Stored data
☆ ☆ ☆ ☆ ☆

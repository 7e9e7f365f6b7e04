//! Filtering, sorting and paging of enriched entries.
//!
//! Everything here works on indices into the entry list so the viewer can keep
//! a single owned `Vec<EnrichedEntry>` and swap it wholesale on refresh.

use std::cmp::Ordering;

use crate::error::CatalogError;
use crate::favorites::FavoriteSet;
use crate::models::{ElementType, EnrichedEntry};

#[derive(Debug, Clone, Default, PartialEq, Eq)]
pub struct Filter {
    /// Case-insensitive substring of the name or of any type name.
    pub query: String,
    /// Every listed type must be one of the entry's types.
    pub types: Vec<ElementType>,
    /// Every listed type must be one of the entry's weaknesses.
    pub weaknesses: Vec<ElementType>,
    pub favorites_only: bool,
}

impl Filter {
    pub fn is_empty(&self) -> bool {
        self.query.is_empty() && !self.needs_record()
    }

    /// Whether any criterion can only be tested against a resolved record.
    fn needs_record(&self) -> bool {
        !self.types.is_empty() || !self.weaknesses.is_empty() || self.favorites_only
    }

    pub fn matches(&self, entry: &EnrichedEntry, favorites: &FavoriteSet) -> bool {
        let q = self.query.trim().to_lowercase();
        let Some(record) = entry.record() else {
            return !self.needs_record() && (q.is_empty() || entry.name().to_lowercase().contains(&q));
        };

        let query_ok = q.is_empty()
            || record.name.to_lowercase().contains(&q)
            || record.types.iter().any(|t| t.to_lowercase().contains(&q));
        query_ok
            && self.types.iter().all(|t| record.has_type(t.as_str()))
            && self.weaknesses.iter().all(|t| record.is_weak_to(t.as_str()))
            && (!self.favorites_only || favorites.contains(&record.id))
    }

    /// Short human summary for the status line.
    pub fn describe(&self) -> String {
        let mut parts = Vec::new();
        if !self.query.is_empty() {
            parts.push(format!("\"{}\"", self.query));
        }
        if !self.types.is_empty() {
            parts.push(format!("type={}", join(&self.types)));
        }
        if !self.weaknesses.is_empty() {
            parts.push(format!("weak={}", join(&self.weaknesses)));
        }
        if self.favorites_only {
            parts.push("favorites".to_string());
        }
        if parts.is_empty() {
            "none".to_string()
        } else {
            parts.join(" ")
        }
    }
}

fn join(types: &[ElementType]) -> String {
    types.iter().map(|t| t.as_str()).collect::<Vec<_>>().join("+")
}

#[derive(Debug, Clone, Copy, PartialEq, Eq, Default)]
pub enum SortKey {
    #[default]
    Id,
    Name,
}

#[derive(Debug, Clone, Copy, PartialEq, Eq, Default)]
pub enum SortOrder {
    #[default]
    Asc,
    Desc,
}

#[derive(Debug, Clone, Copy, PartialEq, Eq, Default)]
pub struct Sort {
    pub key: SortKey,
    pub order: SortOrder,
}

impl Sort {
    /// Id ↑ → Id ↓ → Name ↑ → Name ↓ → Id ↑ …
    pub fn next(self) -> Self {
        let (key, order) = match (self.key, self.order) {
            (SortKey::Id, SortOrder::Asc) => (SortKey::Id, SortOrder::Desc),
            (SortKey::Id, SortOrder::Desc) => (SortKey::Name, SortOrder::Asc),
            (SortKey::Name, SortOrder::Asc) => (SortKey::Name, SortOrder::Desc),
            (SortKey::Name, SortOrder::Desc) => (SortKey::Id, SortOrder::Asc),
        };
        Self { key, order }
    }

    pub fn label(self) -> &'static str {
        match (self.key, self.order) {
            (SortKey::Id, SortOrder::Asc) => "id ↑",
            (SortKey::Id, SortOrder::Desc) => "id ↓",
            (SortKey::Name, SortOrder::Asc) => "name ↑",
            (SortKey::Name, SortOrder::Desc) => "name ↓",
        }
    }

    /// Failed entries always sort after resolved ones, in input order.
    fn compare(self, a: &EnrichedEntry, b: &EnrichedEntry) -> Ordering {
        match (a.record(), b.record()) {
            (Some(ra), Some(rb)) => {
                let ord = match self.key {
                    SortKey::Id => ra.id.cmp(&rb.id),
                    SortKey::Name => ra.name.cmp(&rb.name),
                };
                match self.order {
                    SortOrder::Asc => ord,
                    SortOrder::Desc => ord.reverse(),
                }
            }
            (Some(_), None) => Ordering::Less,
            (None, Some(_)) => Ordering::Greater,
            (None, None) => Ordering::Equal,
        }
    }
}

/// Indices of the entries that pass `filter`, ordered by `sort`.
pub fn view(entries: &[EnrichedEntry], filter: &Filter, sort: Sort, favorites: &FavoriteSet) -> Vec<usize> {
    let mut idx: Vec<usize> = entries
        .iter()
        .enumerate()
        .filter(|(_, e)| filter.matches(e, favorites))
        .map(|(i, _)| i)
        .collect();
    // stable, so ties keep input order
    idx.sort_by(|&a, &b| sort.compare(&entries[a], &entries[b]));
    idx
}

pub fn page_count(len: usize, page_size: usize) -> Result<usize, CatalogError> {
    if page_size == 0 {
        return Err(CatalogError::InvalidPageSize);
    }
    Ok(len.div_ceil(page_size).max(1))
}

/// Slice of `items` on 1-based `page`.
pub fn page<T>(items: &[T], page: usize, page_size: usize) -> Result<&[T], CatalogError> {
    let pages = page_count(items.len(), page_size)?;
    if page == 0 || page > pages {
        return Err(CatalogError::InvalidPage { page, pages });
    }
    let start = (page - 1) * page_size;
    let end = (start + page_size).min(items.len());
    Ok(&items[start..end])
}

☆ ☆ ☆ ☆ ☆

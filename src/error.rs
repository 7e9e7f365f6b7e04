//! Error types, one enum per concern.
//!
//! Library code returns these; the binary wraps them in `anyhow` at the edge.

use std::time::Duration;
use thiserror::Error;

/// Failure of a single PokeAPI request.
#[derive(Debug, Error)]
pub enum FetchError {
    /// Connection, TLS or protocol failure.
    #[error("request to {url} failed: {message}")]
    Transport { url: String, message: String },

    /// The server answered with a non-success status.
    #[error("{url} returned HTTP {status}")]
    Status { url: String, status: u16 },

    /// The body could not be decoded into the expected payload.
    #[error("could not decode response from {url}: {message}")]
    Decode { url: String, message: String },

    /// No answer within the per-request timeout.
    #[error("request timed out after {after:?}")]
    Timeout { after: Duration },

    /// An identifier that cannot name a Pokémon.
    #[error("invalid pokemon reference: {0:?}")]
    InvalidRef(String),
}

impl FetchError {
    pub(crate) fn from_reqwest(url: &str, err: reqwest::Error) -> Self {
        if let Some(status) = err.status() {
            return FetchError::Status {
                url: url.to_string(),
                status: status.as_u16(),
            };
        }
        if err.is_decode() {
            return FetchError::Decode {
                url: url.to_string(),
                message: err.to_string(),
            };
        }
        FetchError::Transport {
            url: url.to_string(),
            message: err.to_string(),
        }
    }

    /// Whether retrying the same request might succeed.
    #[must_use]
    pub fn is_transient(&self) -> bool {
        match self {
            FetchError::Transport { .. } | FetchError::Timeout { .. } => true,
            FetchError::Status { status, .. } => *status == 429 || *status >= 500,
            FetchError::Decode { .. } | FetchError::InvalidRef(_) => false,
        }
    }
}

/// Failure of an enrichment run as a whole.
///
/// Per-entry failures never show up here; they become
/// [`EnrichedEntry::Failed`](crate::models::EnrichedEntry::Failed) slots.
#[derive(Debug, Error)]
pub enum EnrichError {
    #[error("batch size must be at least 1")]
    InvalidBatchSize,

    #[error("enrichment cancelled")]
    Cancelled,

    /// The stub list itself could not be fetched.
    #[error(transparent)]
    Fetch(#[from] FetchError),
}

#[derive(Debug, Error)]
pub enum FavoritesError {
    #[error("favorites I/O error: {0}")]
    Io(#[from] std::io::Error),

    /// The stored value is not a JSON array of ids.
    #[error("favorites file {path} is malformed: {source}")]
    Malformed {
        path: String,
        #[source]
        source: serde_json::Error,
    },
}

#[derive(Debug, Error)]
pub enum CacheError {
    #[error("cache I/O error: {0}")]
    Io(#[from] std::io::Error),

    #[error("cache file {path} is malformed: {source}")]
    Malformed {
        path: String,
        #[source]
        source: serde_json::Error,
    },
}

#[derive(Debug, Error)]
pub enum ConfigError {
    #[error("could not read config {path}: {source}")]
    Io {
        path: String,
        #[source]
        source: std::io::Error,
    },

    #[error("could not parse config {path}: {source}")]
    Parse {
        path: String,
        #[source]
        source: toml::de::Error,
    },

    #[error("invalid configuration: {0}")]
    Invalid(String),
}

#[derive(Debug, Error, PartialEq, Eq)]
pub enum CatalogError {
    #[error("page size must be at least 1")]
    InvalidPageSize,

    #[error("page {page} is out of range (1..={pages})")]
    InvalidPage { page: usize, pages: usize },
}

☆ ☆ ☆ ☆ ☆

Your instructions
Your response should be each line that includes the word "items", copied from the records.

Exercise answer
/// Slice of `items` on 1-based `page`.
pub fn page<T>(items: &[T], page: usize, page_size: usize) -> Result<&[T], CatalogError> {
    let pages = page_count(items.len(), page_size)?;
    let end = (start + page_size).min(items.len());
    Ok(&items[start..end])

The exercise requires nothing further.